Land und Leute


Ein Bachler in Senegal
Philipp Niklas war bei dem Hilfsprojekt  „Perspektive Senegal“

Das Studium der Betriebswirtschaftslehre dreht sich hauptsächlich um erwerbsorientierte Unternehmen. Dass man aber auch in Hilfsorganisationen richtig und gut „wirtschaften“ muss, veranlasste den Haimelkofener BWL-Studenten Philipp Niklas dazu, seine Abschlussarbeit über ein Straßenkinder-Projekt im Senegal zu schreiben. Vergangenen Juni lebte und arbeitete er dort selbst drei Wochen lang.

Das von Philipps Vater 2002 mitgegründete Hilfsprojekt „Perspektive Senegal“, bietet in einem Zentrum mehr als 30 Kindern und Jugendlichen nahe der senegalesischen Hauptstadt Dakar ein Zuhause. Die meisten Jungen sind ehemalige Straßenkinder oder wurden von ihren Eltern in Koranschulen geschickt.

Einer von ihnen ist der 16-jährige Aliou. Da ihn seine Eltern nicht ernähren konnten, brachte ihn sein Großvater, Moslem wie 92 Prozent der senegalesischen Bevölkerung, in eine verdreckte Koranschule, in der es nicht einmal fließendes Wasser gab. Zweimal wöchentlich lehrte der Marabout, der islamische Geistliche, den Koran. Die restliche Zeit musste Aliou mit den anderen Koranschülern in Dakar betteln. Kamen sie abends mit zu wenig Geld zurück, bestrafte sie der Marabout oft mit Schlägen. Nach der Auflösung der Koranschule musste Aliou drei Monate in einem Krankenhaus wegen Blutarmut behandelt und wieder aufgepäppelt werden, bevor er als eines der ersten Kinder im Zentrum aufgenommen werden konnte. „An seiner zurückhaltenden, etwas schüchternen Art merkt man ihm an, welche Narben seine Vergangenheit hinterlassen hat“, erzählt Philipp. „Allerdings haben ihn die Jahre im Zentrum gelehrt, was mit Gemeinschaft und Zusammenhalt zu erreichen ist. Er ist nun einer der besten Schüler und sorgt oft für Ordnung, wenn das afrikanische Temperament der vielen Jungs aufeinanderprallt.“

Neben der Schulausbildung bietet „Perspektive Senegal“ im Zentrum auch eine Schuhmacher- sowie eine Schreinerlehre an. Mit fünf anderen Jungen zwischen 14 und 19 Jahren, wird Aliou momentan zum Schuster ausgebildet. In der Schusterwerkstatt fertigen er und die anderen Lehrlinge unter Aufsicht eines gelernten Schuhmachers in erster Linie Ledersandalen nach Maß und entwerfen dazu eigene Designs. Obwohl die meisten Senegalesen billige Import-Sandalen aus China kaufen, hat sich die gute Qualität der von den Lehrlingen produzierten Schuhe herumgesprochen. Deswegen können sie auf einen Verkauf von zwei bis drei Paaren täglich stolz sein.

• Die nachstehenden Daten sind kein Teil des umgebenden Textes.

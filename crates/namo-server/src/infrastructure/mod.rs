//! Infrastructure layer: serial link sessions, the serial transport, and
//! the TCP hub.

pub mod link;
pub mod serial;
pub mod tcp_hub;

pub use link::{spawn_link, InboundMessage, LinkConfig, LinkHandle, LinkState, LinkTransport};
pub use serial::SerialLinkTransport;
pub use tcp_hub::{HubConfig, TcpHub};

Während die Lehrlinge noch fleißig an neuen Schuhen arbeiten, helfen die anderen Kinder bei der Zubereitung des Abendessens mit. Sie schälen Kartoffeln und nehmen Fische aus. Hauptnahrungsmittel im Senegal sind Reis, Mais, Hirse und Fisch. Aber auch Kartoffeln, Zwiebeln und Rindfleisch werden gerne gegessen. „Ich habe zwar jeden Tag einmal Reis mit Fisch gegessen“, berichtet Philipp Niklas „aber durch die raffinierte Zubereitung war es trotzdem abwechslungsreich.“ Genauso wie die Einheimischen hat auch er mit der rechten Hand oder einem Löffel aus einer großen Schüssel gegessen, um die fünf bis sechs Personen herumsitzen. Für viele Kinder im Zentrum sind drei volle Mahlzeiten keineswegs selbstverständlich. Noch heute sind 20% der senegalesischen Bevölkerung unterernährt.